Single by Babes Wodumo featuring Mampintsha

from the album Gqom Queen, Vol. 1
- Language: Zulu language
- Released: 26 April 2016
- Recorded: 2016
- Genre: Gqom
- Length: 6:30
- Label: West Ink
- Songwriter: Busesikile Simelane
- Producer: Distruction Boyz

Babes Wodumo singles chronology
| "Shut Up & Groove" (2016) | "Wololo" (2016) | "Wololo (Remix)" (2017) |

Music video
- "Wololo (Official music video)" on YouTube

Official audio
- "Wololo" on YouTube

= Wololo =

2016 song by Babes Wodumo

"Wololo" is the lead single by South African singer-songwriter and choreographer Babes Wodumo from her debut studio album Gqom Queen, Vol. 1 (2016). It was released on 26 April 2016 through West Ink Records and features a guest appearance from Mampintsha with production handled by Distruction Boyz.

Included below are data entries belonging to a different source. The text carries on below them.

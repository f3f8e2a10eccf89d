use std::fmt;
use std::sync::Arc;

use futures_util::FutureExt;
use tracing::debug;

use crate::bridge::{complete_wire_response, prepare_wire_request};
use crate::error::{Error, StateError};
use crate::fsm::DEFAULT_MAX_TRANSITIONS;
use crate::handler::{Handler, Transport};
use crate::options::{Progress, RequestOptions};
use crate::request::Request;
use crate::response::Response;
use crate::transaction::{TransferState, Transaction};
use crate::util::redact_uri_for_logs;

/// Observer of the request lifecycle.
///
/// Returning an error from `on_before` or `on_complete` routes the transfer
/// to the error state. An error from `on_error` replaces the current
/// exception and ends the transfer. `on_error` recovers a transfer by
/// calling [`Transaction::intercept`] and asks for another attempt with
/// [`Transaction::retry`].
pub trait TransferListener: Send + Sync {
    fn on_before(&self, _trans: &mut Transaction) -> Result<(), Error> {
        Ok(())
    }

    fn on_complete(&self, _trans: &mut Transaction) -> Result<(), Error> {
        Ok(())
    }

    fn on_error(&self, _trans: &mut Transaction) -> Result<(), Error> {
        Ok(())
    }

    fn on_end(&self, _trans: &mut Transaction) -> Result<(), Error> {
        Ok(())
    }

    /// Progress callbacks are only wired into the transport when some
    /// listener returns true here.
    fn wants_progress(&self) -> bool {
        false
    }

    fn on_progress(&self, _request: &Request, _progress: Progress) {}
}

/// The six-state request lifecycle: `before → send → complete → end`, with
/// `error` and `retry` as the alternate branches. Every path leaves through
/// `end`, which is the only place a failure is returned.
#[derive(Clone)]
pub struct RequestFsm {
    transport: Arc<dyn Transport>,
    listeners: Vec<Arc<dyn TransferListener>>,
    max_transitions: usize,
}

impl RequestFsm {
    pub fn new(transport: impl Transport + 'static) -> Self {
        Self::from_arc(Arc::new(transport))
    }

    pub fn from_arc(transport: Arc<dyn Transport>) -> Self {
        Self {
            transport,
            listeners: Vec::new(),
            max_transitions: DEFAULT_MAX_TRANSITIONS,
        }
    }

    pub fn listener(self, listener: impl TransferListener + 'static) -> Self {
        self.listener_arc(Arc::new(listener))
    }

    pub fn listener_arc(mut self, listener: Arc<dyn TransferListener>) -> Self {
        self.listeners.push(listener);
        self
    }

    pub fn max_transitions(mut self, max_transitions: usize) -> Self {
        self.max_transitions = max_transitions;
        self
    }

    /// Drives `trans` to `end` and hands back its response.
    pub async fn run(
        &self,
        trans: &mut Transaction,
        options: &RequestOptions,
    ) -> Result<Response, Error> {
        self.run_until(trans, options, None).await?;
        trans
            .response
            .clone()
            .ok_or_else(|| StateError::MissingResponse.into())
    }

    /// Drives `trans` until `stop` is reached (exclusive) or the transfer
    /// finishes at `end`.
    pub async fn run_until(
        &self,
        trans: &mut Transaction,
        options: &RequestOptions,
        stop: Option<&TransferState>,
    ) -> Result<(), Error> {
        trans.reset_transitions();
        let mut state = trans
            .state
            .get_or_insert(TransferState::Before)
            .clone();
        // A retry delay covers the first send of this run only.
        let mut pending_delay = options.delay;

        loop {
            if stop == Some(&state) {
                return Ok(());
            }
            trans.count_transition(self.max_transitions)?;
            debug!(
                state = %state,
                method = %trans.request.method(),
                uri = %redact_uri_for_logs(&trans.request.url()),
                transitions = trans.transition_count(),
                "request transition"
            );

            let next = match state {
                TransferState::Before => match self.emit(&TransferState::Before, trans) {
                    Err(fault) if fault.is_machine_fault() => return Err(fault),
                    Err(error) => {
                        trans.exception = Some(error);
                        TransferState::Error
                    }
                    Ok(()) if trans.response.is_some() => TransferState::Complete,
                    Ok(()) => TransferState::Send,
                },
                TransferState::Send => {
                    let wire = prepare_wire_request(trans, options, &self.listeners);
                    if let Some(delay) = pending_delay.take().filter(|delay| !delay.is_zero()) {
                        tokio::time::sleep(delay).await;
                    }
                    let wire_response = self.transport.send(wire).await;
                    complete_wire_response(trans, wire_response)
                }
                TransferState::Complete => {
                    let url = trans.request.url();
                    let Some(response) = trans.response.as_mut() else {
                        return Err(StateError::MissingResponse.into());
                    };
                    response.set_effective_url(url);
                    match self.emit(&TransferState::Complete, trans) {
                        Err(fault) if fault.is_machine_fault() => return Err(fault),
                        Err(error) => {
                            trans.exception = Some(error);
                            TransferState::Error
                        }
                        Ok(()) if trans.state == Some(TransferState::Retry) => {
                            TransferState::Retry
                        }
                        Ok(()) => TransferState::End,
                    }
                }
                TransferState::Error => {
                    let Some(exception) = trans.exception.take() else {
                        return Err(StateError::MissingError.into());
                    };
                    trans.exception = Some(exception.normalize(&trans.request));
                    match self.emit(&TransferState::Error, trans) {
                        Err(fault) if fault.is_machine_fault() => return Err(fault),
                        Err(error) => {
                            trans.exception = Some(error.normalize(&trans.request));
                            TransferState::End
                        }
                        Ok(()) if trans.state == Some(TransferState::Retry) => {
                            TransferState::Retry
                        }
                        Ok(()) if trans.exception.is_some() => TransferState::End,
                        Ok(()) => TransferState::Complete,
                    }
                }
                TransferState::Retry => {
                    trans.response = None;
                    trans.exception = None;
                    TransferState::Before
                }
                TransferState::End => {
                    match self.emit(&TransferState::End, trans) {
                        Err(fault) if fault.is_machine_fault() => return Err(fault),
                        Err(error) => trans.exception = Some(error.normalize(&trans.request)),
                        Ok(()) => {}
                    }
                    return match &trans.exception {
                        Some(error) => Err(error.clone()),
                        None => Ok(()),
                    };
                }
                TransferState::Named(name) => {
                    return Err(StateError::InvalidState {
                        state: name.into_owned(),
                    }
                    .into());
                }
            };

            trans.state = Some(next.clone());
            state = next;
        }
    }

    /// Calls each listener for `state` until one of them settles the event:
    /// a response in `before`, a retry in `complete`, a recovery or retry in
    /// `error`.
    fn emit(&self, state: &TransferState, trans: &mut Transaction) -> Result<(), Error> {
        for listener in &self.listeners {
            match state {
                TransferState::Before => {
                    listener.on_before(trans)?;
                    if trans.response.is_some() {
                        break;
                    }
                }
                TransferState::Complete => {
                    listener.on_complete(trans)?;
                    if trans.state == Some(TransferState::Retry) {
                        break;
                    }
                }
                TransferState::Error => {
                    listener.on_error(trans)?;
                    if trans.exception.is_none() || trans.state == Some(TransferState::Retry) {
                        break;
                    }
                }
                TransferState::End => listener.on_end(trans)?,
                _ => {}
            }
        }
        Ok(())
    }

    /// Terminal [`Handler`] running one fresh transaction per call.
    pub fn into_handler(self) -> Handler {
        let machine = Arc::new(self);
        Handler::new(move |request, options| {
            let machine = Arc::clone(&machine);
            async move {
                let mut trans = Transaction::new(request);
                if let Some(client) = options.client.clone() {
                    trans = trans.with_client(client);
                }
                machine.run(&mut trans, &options).await
            }
            .boxed()
        })
    }
}

impl fmt::Debug for RequestFsm {
    fn fmt(&self, formatter: &mut fmt::Formatter<'_>) -> fmt::Result {
        formatter
            .debug_struct("RequestFsm")
            .field("listeners", &self.listeners.len())
            .field("max_transitions", &self.max_transitions)
            .finish()
    }
}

The song received major recognition nationally, featured in Black Panther (2018), and was utmost nominated for multiple awards.

== Music video ==
The music video to "Wololo" was published YouTube on 24 June 2016. Directed by Pilot Films, it stars Babes Wodumo dancing at a party with Mampintsha, and Distruction Boyz behind the DJ decks, as it features cameo appearances from DJ Tira and Nay Maps. After surpassing 2.3 million views in 3 months, the music video was taken down for copyright infringement, and was later reinstated by the same company that had it removed after they were attacked by the public on social media. As of October 2023, the music video sits on 13.8 million views.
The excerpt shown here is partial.